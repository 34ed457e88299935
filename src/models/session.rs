use chrono::{DateTime, Timelike, Utc};
use chrono_tz::US::Eastern;

/// Trading sessions in US/Eastern minutes since midnight. Later entries win on overlap.
const SESSIONS: &[(&str, (u32, u32), (u32, u32))] = &[
    ("asian", (20, 0), (2, 0)),
    ("london", (2, 0), (7, 0)),
    ("ny", (7, 0), (16, 0)),
];

const OFF_SESSION: &str = "off_session";

/// Session active at `ts`, as seen from New York.
pub fn session_at(ts: DateTime<Utc>) -> &'static str {
    let et = ts.with_timezone(&Eastern);
    let current = et.hour() * 60 + et.minute();

    let mut found = OFF_SESSION;
    for &(name, start, end) in SESSIONS {
        let start_min = start.0 * 60 + start.1;
        let end_min = end.0 * 60 + end.1;

        let in_session = if start_min < end_min {
            current >= start_min && current < end_min
        } else {
            // Wraps midnight
            current >= start_min || current < end_min
        };

        if in_session {
            found = name;
        }
    }
    found
}

/// Day name ("Monday"...) in US/Eastern.
pub fn day_of_week(ts: DateTime<Utc>) -> String {
    ts.with_timezone(&Eastern).format("%A").to_string()
}
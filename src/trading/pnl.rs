use serde::{Deserialize, Serialize};

use crate::trading::evaluator::{TargetEvaluation, TerminalReason};
use crate::trading::signal::{Target, TradeSignal};

/// Standard position size every signal is measured against.
pub const DEFAULT_NOTIONAL_USD: f64 = 1000.0;

#[derive(Debug, Clone, Copy, PartialEq, Serialize, Deserialize)]
pub struct PnL {
    pub realized_usd: f64,
    pub unrealized_usd: f64,
    pub net_usd: f64,
    pub net_percent: f64,
}

/// Converts target hits plus ladder allocations into P&L on a fixed notional.
#[derive(Debug, Clone, Copy)]
pub struct PnlCalculator {
    notional_usd: f64,
}

impl Default for PnlCalculator {
    fn default() -> Self {
        Self::new(DEFAULT_NOTIONAL_USD)
    }
}

impl PnlCalculator {
    pub fn new(notional_usd: f64) -> Self {
        Self { notional_usd }
    }

    pub fn notional_usd(&self) -> f64 {
        self.notional_usd
    }

    /// P&L of `allocation_pct` of the notional closed at `exit`.
    fn contribution(&self, signal: &TradeSignal, allocation_pct: f64, exit: f64) -> f64 {
        let fraction = allocation_pct / 100.0;
        self.notional_usd * fraction * signal.direction.sign() * (exit - signal.entry_price)
            / signal.entry_price
    }

    /// `None` when P&L is undefined: incomplete data, or an open trade with no exits yet.
    pub fn compute(&self, signal: &TradeSignal, evaluation: &TargetEvaluation) -> Option<PnL> {
        if evaluation.terminal == Some(TerminalReason::IncompleteData) {
            return None;
        }

        let mut realized = 0.0;
        let mut closed_pct = 0.0;
        for (target, tp) in signal.ladder.levels() {
            if let Some(hit) = evaluation.hits.get(target) {
                realized += self.contribution(signal, tp.allocation_pct, hit.price);
                closed_pct += tp.allocation_pct;
            }
        }
        let open_pct = (100.0 - closed_pct).max(0.0);

        let mut unrealized = 0.0;
        match evaluation.terminal {
            Some(TerminalReason::StopLoss) => {
                let exit = evaluation
                    .hits
                    .get(Target::StopLoss)
                    .map_or(signal.stop_loss, |h| h.price);
                realized += self.contribution(signal, open_pct, exit);
            }
            Some(TerminalReason::Expired) => {
                let last = evaluation.last?;
                realized += self.contribution(signal, open_pct, last.price);
            }
            Some(TerminalReason::AllTargets) => {}
            Some(TerminalReason::IncompleteData) => return None,
            None => {
                if closed_pct == 0.0 {
                    return None;
                }
                if let Some(last) = evaluation.last {
                    unrealized = self.contribution(signal, open_pct, last.price);
                }
            }
        }

        let net = realized + unrealized;
        Some(PnL {
            realized_usd: round4(realized),
            unrealized_usd: round4(unrealized),
            net_usd: round4(net),
            net_percent: round4(net / self.notional_usd * 100.0),
        })
    }

    /// Whole-position move from entry to `price`, in percent.
    pub fn mark_to_market_pct(&self, signal: &TradeSignal, price: f64) -> f64 {
        round4(self.contribution(signal, 100.0, price) / self.notional_usd * 100.0)
    }
}

fn round4(x: f64) -> f64 {
    (x * 10000.0).round() / 10000.0
}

--- --- ---

● The problem
Restate word for word the lines in the material above from the one with "unrealized = self.contribution(signal, open_pct, last.price);" to the one with "Whole-position move from"; both of those lines count, and nothing else does.

● Result of this exercise
                    unrealized = self.contribution(signal, open_pct, last.price);
                }
            }
        }

        let net = realized + unrealized;
        Some(PnL {
            realized_usd: round4(realized),
            unrealized_usd: round4(unrealized),
            net_usd: round4(net),
            net_percent: round4(net / self.notional_usd * 100.0),
        })
    }

    /// Whole-position move from entry to `price`, in percent.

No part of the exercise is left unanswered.